• Listed records:

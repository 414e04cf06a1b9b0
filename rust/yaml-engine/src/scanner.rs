// Copyright (c) 2026 Arista Networks, Inc.
// Use of this source code is governed by the Apache License 2.0
// that can be found in the LICENSE file.

//! Core-schema classification of plain scalars.
//!
//! [`scan`] looks at the literal text of an untagged plain scalar and decides
//! which type the YAML 1.2 core schema assigns to it. The scan is a single
//! forward pass over the bytes: it never allocates and never backtracks, and
//! any byte that leaves the numeric grammar makes the scalar a string.

/// The type the core schema resolves a plain scalar to.
#[derive(Debug, Clone, Copy, PartialEq, Eq, Hash, derive_more::Display)]
pub enum ScalarType {
    #[display("null")]
    Null,
    #[display("boolean")]
    Boolean,
    #[display("integer")]
    Integer,
    #[display("float")]
    Float,
    #[display("string")]
    String,
}

/// Returns `true` for the core-schema spellings of null.
#[must_use]
pub fn is_null(text: &str) -> bool {
    matches!(text, "null" | "Null" | "NULL" | "~")
}

/// Returns the boolean denoted by a core-schema boolean spelling.
#[must_use]
pub fn parse_bool(text: &str) -> Option<bool> {
    match text {
        "true" | "True" | "TRUE" => Some(true),
        "false" | "False" | "FALSE" => Some(false),
        _ => None,
    }
}

/// Returns `true` for `.inf`/`.nan` spellings with an optional sign on infinity.
#[must_use]
pub fn is_special_float(text: &str) -> bool {
    let unsigned = text.strip_prefix(['-', '+']).unwrap_or(text);
    matches!(unsigned, ".inf" | ".Inf" | ".INF") || matches!(text, ".nan" | ".NaN" | ".NAN")
}

/// Classify the text of a plain scalar.
///
/// An empty scalar is null.
#[must_use]
pub fn scan(text: &str) -> ScalarType {
    if text.is_empty() || is_null(text) {
        return ScalarType::Null;
    }
    if parse_bool(text).is_some() {
        return ScalarType::Boolean;
    }
    if is_special_float(text) {
        return ScalarType::Float;
    }
    scan_number(text.as_bytes())
}

fn scan_number(bytes: &[u8]) -> ScalarType {
    let (signed, digits) = match bytes {
        [b'-' | b'+', rest @ ..] => (true, rest),
        _ => (false, bytes),
    };
    match digits {
        [] => ScalarType::String,
        [b'0'] => ScalarType::Integer,
        [b'0', b'o', rest @ ..] if !signed => scan_radix(rest, |b| matches!(b, b'0'..=b'7')),
        [b'0', b'x', rest @ ..] if !signed => scan_radix(rest, |b| b.is_ascii_hexdigit()),
        // Octal by leading zero is not part of YAML 1.2.
        [b'0', next, ..] if next.is_ascii_digit() => ScalarType::String,
        [b'.', rest @ ..] => scan_fraction(rest, true),
        [first, ..] if first.is_ascii_digit() => scan_decimal(digits),
        _ => ScalarType::String,
    }
}

fn scan_radix(digits: &[u8], is_digit: impl Fn(u8) -> bool) -> ScalarType {
    if !digits.is_empty() && digits.iter().all(|&b| is_digit(b)) {
        ScalarType::Integer
    } else {
        ScalarType::String
    }
}

fn scan_decimal(bytes: &[u8]) -> ScalarType {
    let int_len = bytes.iter().take_while(|b| b.is_ascii_digit()).count();
    match bytes.get(int_len..) {
        None | Some([]) => ScalarType::Integer,
        Some([b'.', rest @ ..]) => scan_fraction(rest, false),
        Some([b'e' | b'E', rest @ ..]) => scan_exponent(rest),
        Some(_) => ScalarType::String,
    }
}

/// Scans what follows the decimal point. A bare leading `.` needs at least one digit.
fn scan_fraction(bytes: &[u8], needs_digit: bool) -> ScalarType {
    let frac_len = bytes.iter().take_while(|b| b.is_ascii_digit()).count();
    if needs_digit && frac_len == 0 {
        return ScalarType::String;
    }
    match bytes.get(frac_len..) {
        None | Some([]) => ScalarType::Float,
        Some([b'e' | b'E', rest @ ..]) => scan_exponent(rest),
        Some(_) => ScalarType::String,
    }
}

fn scan_exponent(bytes: &[u8]) -> ScalarType {
    let digits = match bytes {
        [b'-' | b'+', rest @ ..] => rest,
        _ => bytes,
    };
    if !digits.is_empty() && digits.iter().all(u8::is_ascii_digit) {
        ScalarType::Float
    } else {
        ScalarType::String
    }
}

#[cfg(test)]
mod tests {
    use super::*;

    #[test]
    fn test_scan_keywords() {
        let test_cases = [
            ("", ScalarType::Null),
            ("~", ScalarType::Null),
            ("null", ScalarType::Null),
            ("Null", ScalarType::Null),
            ("NULL", ScalarType::Null),
            ("nULL", ScalarType::String),
            ("true", ScalarType::Boolean),
            ("True", ScalarType::Boolean),
            ("TRUE", ScalarType::Boolean),
            ("false", ScalarType::Boolean),
            ("False", ScalarType::Boolean),
            ("FALSE", ScalarType::Boolean),
            ("yes", ScalarType::String),
            ("tRUE", ScalarType::String),
        ];
        for (text, expected) in test_cases {
            assert_eq!(scan(text), expected, "scan({text:?})");
        }
    }

    #[test]
    fn test_scan_special_floats() {
        for text in [".inf", ".Inf", ".INF", "-.inf", "+.Inf", "-.INF", ".nan", ".NaN", ".NAN"] {
            assert_eq!(scan(text), ScalarType::Float, "scan({text:?})");
        }
        for text in [".iNf", "-.nan", ".infinity", "inf", "nan"] {
            assert_eq!(scan(text), ScalarType::String, "scan({text:?})");
        }
    }

    #[test]
    fn test_scan_integers() {
        let test_cases = [
            ("0", ScalarType::Integer),
            ("-0", ScalarType::Integer),
            ("+0", ScalarType::Integer),
            ("123", ScalarType::Integer),
            ("-123", ScalarType::Integer),
            ("+123", ScalarType::Integer),
            ("0o17", ScalarType::Integer),
            ("0x1A", ScalarType::Integer),
            ("0xA0f", ScalarType::Integer),
            ("0o", ScalarType::String),
            ("0x", ScalarType::String),
            ("0o18", ScalarType::String),
            ("0xG", ScalarType::String),
            ("-0x1A", ScalarType::String),
            ("0123", ScalarType::String),
            ("-0123", ScalarType::String),
            ("-", ScalarType::String),
            ("+", ScalarType::String),
            ("12a", ScalarType::String),
            ("1_000", ScalarType::String),
        ];
        for (text, expected) in test_cases {
            assert_eq!(scan(text), expected, "scan({text:?})");
        }
    }

    #[test]
    fn test_scan_floats() {
        let test_cases = [
            ("1.5", ScalarType::Float),
            ("-1.5", ScalarType::Float),
            ("0.", ScalarType::Float),
            ("0.5", ScalarType::Float),
            ("1.", ScalarType::Float),
            (".5", ScalarType::Float),
            ("-.5", ScalarType::Float),
            ("1e10", ScalarType::Float),
            ("1E+10", ScalarType::Float),
            ("1.23e-4", ScalarType::Float),
            ("0e5", ScalarType::Float),
            ("1.2.3", ScalarType::String),
            ("1e", ScalarType::String),
            ("1e+", ScalarType::String),
            ("1.5e3x", ScalarType::String),
            (".", ScalarType::String),
            ("-.", ScalarType::String),
            ("..5", ScalarType::String),
        ];
        for (text, expected) in test_cases {
            assert_eq!(scan(text), expected, "scan({text:?})");
        }
    }

    #[test]
    fn test_scan_strings() {
        for text in ["foo", "foo bar", "0.1.2", "1-2", "2024-01-01", "-foo", "-.x", "é"] {
            assert_eq!(scan(text), ScalarType::String, "scan({text:?})");
        }
    }
}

• What needs to be done: Your reply should be only the count of lines in the entries above that contain the word "schema".

• Task answer: 5